I've got the following Splunk search query: source="/var/log/server.log" POST /heartbeat | timechart limit=10000 span=1h count by server_ip
The "limit" clause is required otherwise if there are more than about 10 hosts, they all get lumped into the "OTHER" category. Besides the limit issue (is this scalable for many many hosts?) it works great, it gives me the number of log lines per host per hour.

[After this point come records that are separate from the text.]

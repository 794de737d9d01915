//! User profiles for the tutor/curator directory.

use serde::{Deserialize, Serialize};

use crate::types::{EntityId, Record};

#[derive(Debug, Clone, Copy, PartialEq, Eq, Hash, Serialize, Deserialize)]
#[serde(rename_all = "snake_case")]
pub enum UserRole {
    Admin,
    Curator,
    Tutor,
    Student,
}

impl UserRole {
    /// Roles that may be assigned to supervise a project or case.
    pub fn can_supervise(self) -> bool {
        matches!(self, UserRole::Curator | UserRole::Tutor)
    }
}

#[derive(Debug, Clone, PartialEq, Serialize, Deserialize)]
pub struct UserProfile {
    pub id: EntityId,
    pub full_name: String,
    pub role: UserRole,
    pub telegram: Option<String>,
}

impl Record for UserProfile {
    fn id(&self) -> EntityId {
        self.id
    }
}
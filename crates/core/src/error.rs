use crate::types::EntityId;

#[derive(Debug, thiserror::Error)]
pub enum CoreError {
    #[error("Entity not found: {entity} with id {id}")]
    NotFound { entity: &'static str, id: EntityId },

    #[error("Validation failed: {0}")]
    Validation(String),
}
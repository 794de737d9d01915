/// Lifecycle of one kind of request against a container.
///
/// Transitions are re-entrant: a container may go back to `Loading` from
/// any state, including `Loading` itself.
#[derive(Debug, Clone, Default, PartialEq, Eq)]
pub enum RequestStatus {
    #[default]
    Idle,
    Loading,
    Succeeded,
    Failed(String),
}

impl RequestStatus {
    pub fn is_loading(&self) -> bool {
        matches!(self, RequestStatus::Loading)
    }

    /// The stored error message, if the last request failed.
    pub fn error(&self) -> Option<&str> {
        match self {
            RequestStatus::Failed(message) => Some(message),
            _ => None,
        }
    }
}
//! Case proposals offered to student teams, and their reaction votes.

use serde::{Deserialize, Serialize};

use crate::error::CoreError;
use crate::types::{BriefOf, EntityId, Record};

/// Maximum length of a case title.
pub const MAX_TITLE_LEN: usize = 200;

// ---------------------------------------------------------------------------
// Votes
// ---------------------------------------------------------------------------

/// Reaction bucket a voter can be placed in.
#[derive(Debug, Clone, Copy, PartialEq, Eq, Hash, Serialize, Deserialize)]
pub enum Reaction {
    Neutral,
    Positive,
    Negative,
}

/// A user who reacted to a case.
#[derive(Debug, Clone, PartialEq, Eq, Serialize, Deserialize)]
pub struct Voter {
    pub user_id: EntityId,
    pub name: Option<String>,
}

impl Voter {
    pub fn new(user_id: EntityId, name: Option<String>) -> Self {
        Self { user_id, name }
    }
}

/// The three reaction buckets of a case.
///
/// A user id appears in at most one bucket. [`VoteSet::cast`] is the only
/// mutation and preserves that.
#[derive(Debug, Clone, Default, PartialEq, Eq, Serialize, Deserialize)]
pub struct VoteSet {
    #[serde(default)]
    pub neutral: Vec<Voter>,
    #[serde(default)]
    pub positive: Vec<Voter>,
    #[serde(default)]
    pub negative: Vec<Voter>,
}

/// Bucket sizes of a [`VoteSet`].
#[derive(Debug, Clone, Copy, Default, PartialEq, Eq, Serialize)]
pub struct VoteTally {
    pub neutral: usize,
    pub positive: usize,
    pub negative: usize,
}

impl VoteTally {
    pub fn total(&self) -> usize {
        self.neutral + self.positive + self.negative
    }
}

impl VoteSet {
    /// Remove `voter` from every bucket, then add it to the bucket for
    /// `reaction`. `None` clears the vote.
    ///
    /// Repeating the same call yields the same state.
    pub fn cast(&mut self, voter: Voter, reaction: Option<Reaction>) {
        for bucket in [&mut self.neutral, &mut self.positive, &mut self.negative] {
            bucket.retain(|v| v.user_id != voter.user_id);
        }
        if let Some(reaction) = reaction {
            self.bucket_mut(reaction).push(voter);
        }
    }

    /// Which bucket, if any, holds `user_id`.
    pub fn reaction_of(&self, user_id: EntityId) -> Option<Reaction> {
        [Reaction::Neutral, Reaction::Positive, Reaction::Negative]
            .into_iter()
            .find(|r| self.bucket(*r).iter().any(|v| v.user_id == user_id))
    }

    pub fn bucket(&self, reaction: Reaction) -> &[Voter] {
        match reaction {
            Reaction::Neutral => &self.neutral,
            Reaction::Positive => &self.positive,
            Reaction::Negative => &self.negative,
        }
    }

    fn bucket_mut(&mut self, reaction: Reaction) -> &mut Vec<Voter> {
        match reaction {
            Reaction::Neutral => &mut self.neutral,
            Reaction::Positive => &mut self.positive,
            Reaction::Negative => &mut self.negative,
        }
    }

    pub fn tally(&self) -> VoteTally {
        VoteTally {
            neutral: self.neutral.len(),
            positive: self.positive.len(),
            negative: self.negative.len(),
        }
    }
}

// ---------------------------------------------------------------------------
// Records
// ---------------------------------------------------------------------------

/// Full case record returned by the detail endpoint.
#[derive(Debug, Clone, PartialEq, Serialize, Deserialize)]
pub struct Case {
    pub id: EntityId,
    pub title: String,
    pub description: String,
    pub goal: String,
    pub expected_result: String,
    pub criteria: String,
    pub tutor_id: Option<EntityId>,
    pub tutor_name: Option<String>,
    pub max_teams: i32,
    pub accepted_teams: i32,
    pub is_active: bool,
    #[serde(default)]
    pub votes: VoteSet,
}

/// Abbreviated case projection used in list views.
#[derive(Debug, Clone, PartialEq, Serialize, Deserialize)]
pub struct CaseBrief {
    pub id: EntityId,
    pub title: String,
    pub tutor_name: Option<String>,
    pub max_teams: i32,
    pub accepted_teams: i32,
    pub is_active: bool,
    #[serde(default)]
    pub votes: VoteSet,
}

/// Team capacity headroom. Negative when more teams were accepted than the
/// case allows.
pub fn spots_left(max_teams: i32, accepted_teams: i32) -> i32 {
    max_teams - accepted_teams
}

impl Case {
    pub fn spots_left(&self) -> i32 {
        spots_left(self.max_teams, self.accepted_teams)
    }

    /// Apply a partial update. Fields absent from the patch are untouched.
    pub fn apply_patch(&mut self, patch: &CasePatch) {
        if let Some(title) = &patch.title {
            self.title = title.clone();
        }
        if let Some(description) = &patch.description {
            self.description = description.clone();
        }
        if let Some(goal) = &patch.goal {
            self.goal = goal.clone();
        }
        if let Some(expected) = &patch.expected_result {
            self.expected_result = expected.clone();
        }
        if let Some(criteria) = &patch.criteria {
            self.criteria = criteria.clone();
        }
        if let Some(max_teams) = patch.max_teams {
            self.max_teams = max_teams;
        }
    }
}

impl CaseBrief {
    pub fn spots_left(&self) -> i32 {
        spots_left(self.max_teams, self.accepted_teams)
    }
}

impl Record for Case {
    fn id(&self) -> EntityId {
        self.id
    }
}

impl Record for CaseBrief {
    fn id(&self) -> EntityId {
        self.id
    }
}

impl BriefOf<Case> for CaseBrief {
    fn brief_of(full: &Case) -> Self {
        CaseBrief {
            id: full.id,
            title: full.title.clone(),
            tutor_name: full.tutor_name.clone(),
            max_teams: full.max_teams,
            accepted_teams: full.accepted_teams,
            is_active: full.is_active,
            votes: full.votes.clone(),
        }
    }
}

// ---------------------------------------------------------------------------
// Payloads
// ---------------------------------------------------------------------------

#[derive(Debug, Clone, Serialize, Deserialize)]
pub struct NewCase {
    pub title: String,
    pub description: String,
    pub goal: String,
    pub expected_result: String,
    pub criteria: String,
    pub tutor_id: Option<EntityId>,
    pub max_teams: i32,
}

#[derive(Debug, Clone, Default, Serialize, Deserialize)]
pub struct CasePatch {
    #[serde(skip_serializing_if = "Option::is_none")]
    pub title: Option<String>,
    #[serde(skip_serializing_if = "Option::is_none")]
    pub description: Option<String>,
    #[serde(skip_serializing_if = "Option::is_none")]
    pub goal: Option<String>,
    #[serde(skip_serializing_if = "Option::is_none")]
    pub expected_result: Option<String>,
    #[serde(skip_serializing_if = "Option::is_none")]
    pub criteria: Option<String>,
    #[serde(skip_serializing_if = "Option::is_none")]
    pub max_teams: Option<i32>,
}

/// Body of the vote endpoint.
#[derive(Debug, Clone, Serialize, Deserialize)]
pub struct VoteRequest {
    pub user_id: EntityId,
    pub name: Option<String>,
    pub reaction: Reaction,
}

/// Body of the case activation endpoint.
#[derive(Debug, Clone, Copy, Serialize, Deserialize)]
pub struct ActiveFlag {
    pub is_active: bool,
}

fn validate_title(title: &str) -> Result<(), CoreError> {
    if title.trim().is_empty() {
        return Err(CoreError::Validation(
            "Case title must not be empty".to_string(),
        ));
    }
    if title.len() > MAX_TITLE_LEN {
        return Err(CoreError::Validation(format!(
            "Case title too long: {} chars (max {MAX_TITLE_LEN})",
            title.len()
        )));
    }
    Ok(())
}

fn validate_capacity(max_teams: i32) -> Result<(), CoreError> {
    if max_teams < 1 {
        return Err(CoreError::Validation(format!(
            "Case capacity must be at least 1 team, got {max_teams}"
        )));
    }
    Ok(())
}

impl NewCase {
    pub fn validate(&self) -> Result<(), CoreError> {
        validate_title(&self.title)?;
        if self.goal.trim().is_empty() {
            return Err(CoreError::Validation(
                "Case goal must not be empty".to_string(),
            ));
        }
        validate_capacity(self.max_teams)
    }
}

impl CasePatch {
    pub fn validate(&self) -> Result<(), CoreError> {
        if let Some(title) = &self.title {
            validate_title(title)?;
        }
        if let Some(max_teams) = self.max_teams {
            validate_capacity(max_teams)?;
        }
        Ok(())
    }
}

#[cfg(test)]
mod tests {
    use super::*;

    fn alice() -> Voter {
        Voter::new(1, Some("Alice".to_string()))
    }

    fn buckets_holding(votes: &VoteSet, user_id: EntityId) -> usize {
        [Reaction::Neutral, Reaction::Positive, Reaction::Negative]
            .into_iter()
            .filter(|r| votes.bucket(*r).iter().any(|v| v.user_id == user_id))
            .count()
    }

    #[test]
    fn cast_moves_voter_between_buckets() {
        let mut votes = VoteSet::default();
        votes.cast(alice(), Some(Reaction::Positive));
        assert_eq!(votes.reaction_of(1), Some(Reaction::Positive));

        votes.cast(alice(), Some(Reaction::Negative));
        assert_eq!(votes.reaction_of(1), Some(Reaction::Negative));
        assert!(votes.positive.is_empty());
    }

    #[test]
    fn cast_none_clears_vote() {
        let mut votes = VoteSet::default();
        votes.cast(alice(), Some(Reaction::Positive));
        votes.cast(alice(), None);
        assert_eq!(votes.reaction_of(1), None);
        assert_eq!(votes.tally().total(), 0);
    }

    #[test]
    fn cast_repairs_duplicated_prior_state() {
        let mut votes = VoteSet {
            neutral: vec![alice()],
            positive: vec![alice()],
            negative: vec![alice()],
        };
        votes.cast(alice(), Some(Reaction::Neutral));
        assert_eq!(buckets_holding(&votes, 1), 1);
        assert_eq!(votes.neutral.len(), 1);
    }

    #[test]
    fn any_vote_sequence_keeps_single_bucket_per_user() {
        let reactions = [
            Some(Reaction::Positive),
            Some(Reaction::Negative),
            None,
            Some(Reaction::Neutral),
            Some(Reaction::Neutral),
            Some(Reaction::Positive),
        ];
        let mut votes = VoteSet::default();
        for (i, reaction) in reactions.iter().enumerate() {
            let user_id = (i % 2) as EntityId + 1;
            votes.cast(Voter::new(user_id, None), *reaction);
            for uid in [1, 2] {
                assert!(buckets_holding(&votes, uid) <= 1);
            }
        }
    }

    #[test]
    fn repeated_cast_is_idempotent() {
        let mut once = VoteSet::default();
        once.cast(alice(), Some(Reaction::Positive));

        let mut twice = once.clone();
        twice.cast(alice(), Some(Reaction::Positive));

        assert_eq!(once, twice);
    }

    #[test]
    fn other_voters_are_preserved() {
        let mut votes = VoteSet::default();
        votes.cast(Voter::new(2, None), Some(Reaction::Positive));
        votes.cast(alice(), Some(Reaction::Positive));
        votes.cast(alice(), Some(Reaction::Negative));
        assert_eq!(
            votes.tally(),
            VoteTally {
                neutral: 0,
                positive: 1,
                negative: 1
            }
        );
    }

    #[test]
    fn spots_left_is_not_clamped() {
        assert_eq!(spots_left(2, 3), -1);
        assert_eq!(spots_left(4, 1), 3);
    }

    #[test]
    fn zero_capacity_rejected() {
        let case = NewCase {
            title: "Edge caching".to_string(),
            description: String::new(),
            goal: "Reduce latency".to_string(),
            expected_result: String::new(),
            criteria: String::new(),
            tutor_id: None,
            max_teams: 0,
        };
        assert!(case.validate().is_err());
    }

    #[test]
    fn votes_default_when_missing_from_payload() {
        let json = serde_json::json!({
            "id": 3,
            "title": "t",
            "tutor_name": null,
            "max_teams": 2,
            "accepted_teams": 0,
            "is_active": true
        });
        let brief: CaseBrief = serde_json::from_value(json).unwrap();
        assert_eq!(brief.votes, VoteSet::default());
    }
}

However, I'd like to select hours where this total count is 0 for a host, because that indicates a problem with that host. I tried the following: source="/var/log/server.log" POST /heartbeat | timechart limit=10000 span=1h count by server_ip where count = 0
But that doesn't parse, and if I do this: source="/var/log/server.log" POST /heartbeat | timechart limit=10000 span=1h count by server_ip where count < 5
it gives the same result as not using the "where" clause. What am I doing wrong?
try
source="/var/log/server.log" POST /heartbeat
| timechart limit=10000 span=1h count by server_ip
| untable _time server_ip count
| search count=0
The purpose of the 'untable' is to demux your data such that you have one count per hour per server_ip, which is necessarily if you are trying to isolate host/hour combination that have no data.
try
source="/var/log/server.log" POST /heartbeat
| timechart limit=10000 span=1h count by server_ip
| untable _time server_ip count
| search count=0
The purpose of the 'untable' is to demux your data such that you have one count per hour per server_ip, which is necessarily if you are trying to isolate host/hour combination that have no data.
But this will not show Server_IP on right side of the graph as agenda and x-axis values will get also changed it will show only _time not the actual value how it shows in timechart
I suspect your use of limit=100000 is defeating the where clause.